Let's keep this vintage fashion boutique just between us
A salesperson at Platt Boutique Jewelry shows off the store’s wares, in Los Angeles on March 22, 2023. A laid-back shop in Los Angeles is a semi-secret spot for celebrities and costume designers. (Stella Kalinina/The New York Times)

by Alexandra Jacobs



NEW YORK, NY.- Vintage-clothing aficionados are either pawing through piles of polyester looking for that one treasure, arms itching and aching ... or paying an obscene amount for something that the passage of time has made fragile, even if it doesn’t have sweat stains (and it might!).

Robyn Goldberg, owner of the Kit Vintage, shows a glamorous middle way. At her store on Beverly Boulevard in Los Angeles, there are just a few racks, but what’s there, to quote Spencer Tracy in “Pat and Mike,” is cherce.

With the help of Goldberg, a special-occasions specialist who also does a brisk bridal business, you will discover the work of unjustly forgotten designers like Mary Ann Restivo, Bill Tice and Luis Estévez among the Vuitton and Versace. “Accessible vintage luxury” is the goal, she said. “I want someone to be able to come in and take it home and not just wish for it.”

Among her devoted regulars is Lou Eyrich, the costume designer who supplied the much-admired outfits for the FX series “Feud: Capote vs. the Swans.” They included an ice-blue Swedish couture ballgown for Demi Moore as Ann Woodward and a silk lounge set for Naomi Watts as Babe Paley, both from the Kit Vintage.

“I call her, frantic: ‘This is what I need!’ And she sends the perfect Upper East Side elegant dress, perfect satin shine, perfect train,” Eyrich said on the phone between fittings for another production. “Thank you, Robyn!”

Goldberg and her husband, Larry Plotitsa (“that sweet, sweet husband,” Eyrich called him), proprietor with his sister, Natasha Tsimmerman of Platt Boutique Jewelry, have shared approximately 2,000 square feet of retail space for seven years: a mom-and-pop-and-aunt shop that could be the set of its own dramedy.

The businesses are separate but have been complementary ever since one fiancée, who’d come to Plotitsa for a ring, noticed one of Goldberg’s finds, a 1970s Saks Fifth Avenue number hand-painted with lions and tigers, and bought it for her engagement party.

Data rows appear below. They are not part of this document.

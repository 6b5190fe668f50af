//! Event envelopes carried by the relay.
//!
//! Two kinds exist: a request (a deferred write waiting for a transform
//! worker) and a response (a finished transform waiting for fanout).
//! Envelopes are immutable once built and carry no identity beyond their
//! fields.

use std::fmt;

use serde::{Deserialize, Serialize};

use crate::types::now_millis;

/// Source tag used for request envelopes produced by the write path.
pub const OPERATIONS_SOURCE: &str = "operations";

/// Discriminant used by the relay to route envelopes to handlers.
#[derive(Debug, Clone, Copy, PartialEq, Eq, Hash, Serialize, Deserialize)]
#[serde(rename_all = "lowercase")]
pub enum EventKind {
    /// A write operation waiting to be transformed.
    Request,
    /// A transformed message ready for delivery to topic subscribers.
    Response,
}

impl EventKind {
    /// Stable label used in logs and metric tags.
    #[must_use]
    pub fn as_str(self) -> &'static str {
        match self {
            Self::Request => "request",
            Self::Response => "response",
        }
    }
}

impl fmt::Display for EventKind {
    fn fmt(&self, f: &mut fmt::Formatter<'_>) -> fmt::Result {
        f.write_str(self.as_str())
    }
}

/// Unit published on the event relay.
#[derive(Debug, Clone, PartialEq, Eq, Serialize, Deserialize)]
#[serde(rename_all = "camelCase")]
pub struct Envelope {
    pub kind: EventKind,
    /// Producer of the envelope, e.g. `operations` or `transform.fr`.
    pub source: String,
    pub topic: String,
    pub message: String,
    /// Milliseconds since the Unix epoch at construction time.
    pub published_at: u64,
}

impl Envelope {
    /// Builds a request envelope for a deferred write on `topic`.
    #[must_use]
    pub fn request(topic: impl Into<String>, message: impl Into<String>) -> Self {
        Self {
            kind: EventKind::Request,
            source: OPERATIONS_SOURCE.to_string(),
            topic: topic.into(),
            message: message.into(),
            published_at: now_millis(),
        }
    }

    /// Builds a response envelope produced by `source` for `topic`.
    #[must_use]
    pub fn response(
        source: impl Into<String>,
        topic: impl Into<String>,
        message: impl Into<String>,
    ) -> Self {
        Self {
            kind: EventKind::Response,
            source: source.into(),
            topic: topic.into(),
            message: message.into(),
            published_at: now_millis(),
        }
    }
}
//! Transform workers: request envelope in, response envelope out.

use std::sync::Arc;
use std::time::Duration;

use async_trait::async_trait;
use serde::{Deserialize, Serialize};
use topicast_core::Envelope;
use tracing::debug;

use super::relay::{EnvelopeHandler, Publisher};
use crate::error::TransformError;
use crate::traits::Transformer;

// ---------------------------------------------------------------------------
// TransformWorker
// ---------------------------------------------------------------------------

/// Relay handler applying one transform variant to every request envelope.
///
/// Publishes a response on the same topic with source `transform.<variant>`
/// and message `'<original>' in <variant>: '<transformed>'`.
pub struct TransformWorker {
    name: String,
    variant: String,
    transformer: Arc<dyn Transformer>,
}

impl TransformWorker {
    #[must_use]
    pub fn new(variant: impl Into<String>, transformer: Arc<dyn Transformer>) -> Self {
        let variant = variant.into();
        Self {
            name: format!("transform.{variant}"),
            variant,
            transformer,
        }
    }

    #[must_use]
    pub fn variant(&self) -> &str {
        &self.variant
    }
}

#[async_trait]
impl EnvelopeHandler for TransformWorker {
    fn name(&self) -> &str {
        &self.name
    }

    async fn handle(&self, envelope: &Envelope, publisher: &Publisher) -> anyhow::Result<()> {
        let transformed = self
            .transformer
            .transform(&envelope.message, &self.variant)
            .await?;
        let message = format!("'{}' in {}: '{}'", envelope.message, self.variant, transformed);
        publisher
            .publish(Envelope::response(&self.name, &envelope.topic, message))
            .await?;
        debug!(variant = %self.variant, topic = %envelope.topic, "transform published");
        Ok(())
    }
}

// ---------------------------------------------------------------------------
// Transformers
// ---------------------------------------------------------------------------

/// Returns the text unchanged. Used when no transform endpoint is configured.
#[derive(Debug, Clone, Copy, Default)]
pub struct PassthroughTransformer;

#[async_trait]
impl Transformer for PassthroughTransformer {
    async fn transform(&self, text: &str, _variant: &str) -> Result<String, TransformError> {
        Ok(text.to_string())
    }
}

#[derive(Serialize)]
struct TranslateRequest<'a> {
    q: &'a str,
    source: &'a str,
    target: &'a str,
    format: &'a str,
    #[serde(skip_serializing_if = "Option::is_none")]
    api_key: Option<&'a str>,
}

#[derive(Deserialize)]
#[serde(rename_all = "camelCase")]
struct TranslateResponse {
    translated_text: String,
}

/// Translation over the LibreTranslate HTTP API; the variant is the target
/// language code and the source language is auto-detected.
#[derive(Debug, Clone)]
pub struct HttpTransformer {
    client: reqwest::Client,
    endpoint: String,
    api_key: Option<String>,
}

impl HttpTransformer {
    /// `base_url` is the service root, e.g. `http://localhost:5000`.
    ///
    /// # Errors
    ///
    /// Returns the `reqwest` error if the HTTP client cannot be built.
    pub fn new(
        base_url: &str,
        api_key: Option<String>,
        timeout: Duration,
    ) -> Result<Self, TransformError> {
        let client = reqwest::Client::builder().timeout(timeout).build()?;
        Ok(Self {
            client,
            endpoint: format!("{}/translate", base_url.trim_end_matches('/')),
            api_key,
        })
    }
}

#[async_trait]
impl Transformer for HttpTransformer {
    async fn transform(&self, text: &str, variant: &str) -> Result<String, TransformError> {
        let request = TranslateRequest {
            q: text,
            source: "auto",
            target: variant,
            format: "text",
            api_key: self.api_key.as_deref(),
        };
        let response = self.client.post(&self.endpoint).json(&request).send().await?;
        let status = response.status();
        if !status.is_success() {
            return Err(TransformError::Status {
                status: status.as_u16(),
            });
        }
        let body: TranslateResponse = response.json().await?;
        if body.translated_text.is_empty() && !text.is_empty() {
            return Err(TransformError::Rejected(format!(
                "empty translation into {variant}"
            )));
        }
        Ok(body.translated_text)
    }
}

// ---------------------------------------------------------------------------
// Tests
// ---------------------------------------------------------------------------

#[cfg(test)]
mod tests {
    use axum::routing::post;
    use axum::{Json, Router};
    use tokio::sync::mpsc;
    use topicast_core::EventKind;

    use super::*;
    use crate::service::relay::EventRelay;

    /// Uppercases the text and tags it with the variant.
    struct Shouting;

    #[async_trait]
    impl Transformer for Shouting {
        async fn transform(&self, text: &str, variant: &str) -> Result<String, TransformError> {
            Ok(format!("{}!{variant}", text.to_uppercase()))
        }
    }

    struct Capture(mpsc::UnboundedSender<Envelope>);

    #[async_trait]
    impl EnvelopeHandler for Capture {
        fn name(&self) -> &str {
            "capture"
        }

        async fn handle(&self, envelope: &Envelope, _publisher: &Publisher) -> anyhow::Result<()> {
            let _ = self.0.send(envelope.clone());
            Ok(())
        }
    }

    #[tokio::test]
    async fn worker_publishes_formatted_response_on_same_topic() {
        let (tx, mut rx) = mpsc::unbounded_channel();
        let relay = EventRelay::builder(4)
            .subscribe(EventKind::Request, Arc::new(TransformWorker::new("fr", Arc::new(Shouting))))
            .subscribe(EventKind::Response, Arc::new(Capture(tx)))
            .build();

        relay
            .publisher()
            .publish(Envelope::request("room1", "hello"))
            .await
            .unwrap();

        let response = tokio::time::timeout(Duration::from_secs(2), rx.recv())
            .await
            .unwrap()
            .unwrap();
        assert_eq!(response.kind, EventKind::Response);
        assert_eq!(response.source, "transform.fr");
        assert_eq!(response.topic, "room1");
        assert_eq!(response.message, "'hello' in fr: 'HELLO!fr'");
    }

    #[tokio::test]
    async fn passthrough_returns_input() {
        let out = PassthroughTransformer.transform("hola", "de").await.unwrap();
        assert_eq!(out, "hola");
    }

    async fn serve(router: Router) -> String {
        let listener = tokio::net::TcpListener::bind("127.0.0.1:0").await.unwrap();
        let addr = listener.local_addr().unwrap();
        tokio::spawn(async move {
            axum::serve(listener, router).await.unwrap();
        });
        format!("http://{addr}")
    }

    #[tokio::test]
    async fn http_transformer_speaks_libretranslate() {
        let base = serve(Router::new().route(
            "/translate",
            post(|Json(body): Json<serde_json::Value>| async move {
                assert_eq!(body["source"], "auto");
                assert_eq!(body["format"], "text");
                let text = format!("{}@{}", body["q"].as_str().unwrap(), body["target"].as_str().unwrap());
                Json(serde_json::json!({ "translatedText": text }))
            }),
        ))
        .await;

        let transformer = HttpTransformer::new(&base, None, Duration::from_secs(2)).unwrap();
        let out = transformer.transform("hello", "es").await.unwrap();
        assert_eq!(out, "hello@es");
    }

    #[tokio::test]
    async fn http_transformer_reports_error_status() {
        let base = serve(Router::new().route(
            "/translate",
            post(|| async { (axum::http::StatusCode::BAD_REQUEST, "unsupported language") }),
        ))
        .await;

        let transformer = HttpTransformer::new(&base, None, Duration::from_secs(2)).unwrap();
        let err = transformer.transform("hello", "xx").await.unwrap_err();
        assert!(matches!(err, TransformError::Status { status: 400 }));
    }
}
//! Open persistent connections, keyed by [`ConnectionId`].
//!
//! Each connection owns a bounded queue drained by its WebSocket write
//! loop. The registry doubles as the server's [`PushGateway`]: fanout
//! addresses a connection by id and the frame lands on that queue.

use std::sync::Arc;
use std::time::{Duration, Instant};

use async_trait::async_trait;
use dashmap::DashMap;
use tokio::sync::mpsc;
use topicast_core::{ConnectionId, PushPayload};
use uuid::Uuid;

use super::config::ConnectionConfig;
use crate::error::DeliveryError;
use crate::traits::PushGateway;

/// Frame queued for a connection's write loop.
#[derive(Debug, Clone, PartialEq, Eq)]
pub enum OutboundMessage {
    Text(String),
    /// Close with the given reason; the write loop stops after sending it.
    Close(Option<String>),
}

#[derive(Debug)]
pub struct ConnectionHandle {
    pub id: ConnectionId,
    queue: mpsc::Sender<OutboundMessage>,
    opened_at: Instant,
}

impl ConnectionHandle {
    /// Queues `text`, waiting up to `wait` for room.
    ///
    /// # Errors
    ///
    /// [`DeliveryError::Timeout`] if the queue stays full,
    /// [`DeliveryError::Gone`] once the write loop has exited.
    pub async fn deliver(&self, text: String, wait: Duration) -> Result<(), DeliveryError> {
        match tokio::time::timeout(wait, self.queue.send(OutboundMessage::Text(text))).await {
            Ok(Ok(())) => Ok(()),
            Ok(Err(_)) => Err(DeliveryError::Gone(self.id.clone())),
            Err(_) => Err(DeliveryError::Timeout(self.id.clone())),
        }
    }

    /// Asks the write loop to close. Returns false if the queue was full or
    /// already closed, in which case the loop ends when the handle drops.
    pub fn close(&self, reason: &str) -> bool {
        self.queue
            .try_send(OutboundMessage::Close(Some(reason.to_string())))
            .is_ok()
    }

    #[must_use]
    pub fn is_open(&self) -> bool {
        !self.queue.is_closed()
    }

    #[must_use]
    pub fn age(&self) -> Duration {
        self.opened_at.elapsed()
    }
}

#[derive(Debug)]
pub struct ConnectionRegistry {
    connections: DashMap<ConnectionId, Arc<ConnectionHandle>>,
    config: ConnectionConfig,
}

impl ConnectionRegistry {
    #[must_use]
    pub fn new(config: ConnectionConfig) -> Self {
        Self {
            connections: DashMap::new(),
            config,
        }
    }

    /// Adds a connection under a fresh v4 id. The receiver feeds the
    /// connection's write loop.
    pub fn register(&self) -> (Arc<ConnectionHandle>, mpsc::Receiver<OutboundMessage>) {
        let (queue, rx) = mpsc::channel(self.config.outbound_channel_capacity);
        let handle = Arc::new(ConnectionHandle {
            id: ConnectionId::new(Uuid::new_v4().to_string()),
            queue,
            opened_at: Instant::now(),
        });
        self.connections.insert(handle.id.clone(), Arc::clone(&handle));
        (handle, rx)
    }

    pub fn remove(&self, id: &ConnectionId) -> Option<Arc<ConnectionHandle>> {
        self.connections.remove(id).map(|(_, handle)| handle)
    }

    pub fn get(&self, id: &ConnectionId) -> Option<Arc<ConnectionHandle>> {
        self.connections.get(id).map(|entry| Arc::clone(entry.value()))
    }

    #[must_use]
    pub fn count(&self) -> usize {
        self.connections.len()
    }

    /// Empties the registry, handing back every connection it held.
    pub fn take_all(&self) -> Vec<Arc<ConnectionHandle>> {
        let mut taken = Vec::with_capacity(self.connections.len());
        self.connections.retain(|_, handle| {
            taken.push(Arc::clone(handle));
            false
        });
        taken
    }
}

#[async_trait]
impl PushGateway for ConnectionRegistry {
    /// Delivers `{"data": payload}` to one connection.
    async fn push(&self, connection_id: &ConnectionId, payload: String) -> Result<(), DeliveryError> {
        let Some(handle) = self.get(connection_id) else {
            return Err(DeliveryError::Gone(connection_id.clone()));
        };
        let frame = serde_json::to_string(&PushPayload { data: payload }).map_err(|err| {
            DeliveryError::Transport {
                connection_id: connection_id.clone(),
                message: err.to_string(),
            }
        })?;
        handle.deliver(frame, self.config.send_timeout).await
    }
}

“They loved big cats,” Goldberg said. There are worse quirks.

The couple were sitting on the Platt side of the store on a recent sunny afternoon as their daughter, Edie, 7, played dress-up with a pair of mismatched marabou boudoir mules. (They also have a son, Shaya, 12, and two Boston terriers, Gizmo and Buda.) A liquor cart twinkled dangerously in the corner.

They grew up in Chicago and met in high school but didn’t date till after graduation, when Plotitsa was toiling for his father in that city’s diamond district, thinking he’d become a bar or club owner.

“Because he was, like, a raver,” Goldberg said.

“I was in the scene in the ’90s!” Plotitsa said.

After Goldberg moved to New York to attend the Fashion Institute of Technology, planning to become a buyer, he visited for a while but then broke up with her on voicemail and ignored her messages.

“What’s it called now? Ghosting,” Goldberg said.

“I was 19!” Plotitsa said. “I was like: ‘She’s living there, I’m living here, I’m 19!’”

Three years later they got back together and have been partners in work and life ever since: finishing each other’s sentences, sharing each other’s customers and encouraging each other’s splurges.

“He’s the only person, to this day, that I want to shop with,” Goldberg said.

She worked for designer Anna Sui and laddie magazine Maxim before becoming the fashion editor at Teen People. Plotitsa contributed a custom-made gold necklace for Nelly, the rapper, to one of her layouts.

“Cut to, the politics of the editorial world starts getting gross,” she said, referring to the publisher’s habit of telling the staff what to shoot. She quit and became a freelance stylist in Los Angeles, with mixed results: “I’m shopping and shopping, and schlepping and schlepping.”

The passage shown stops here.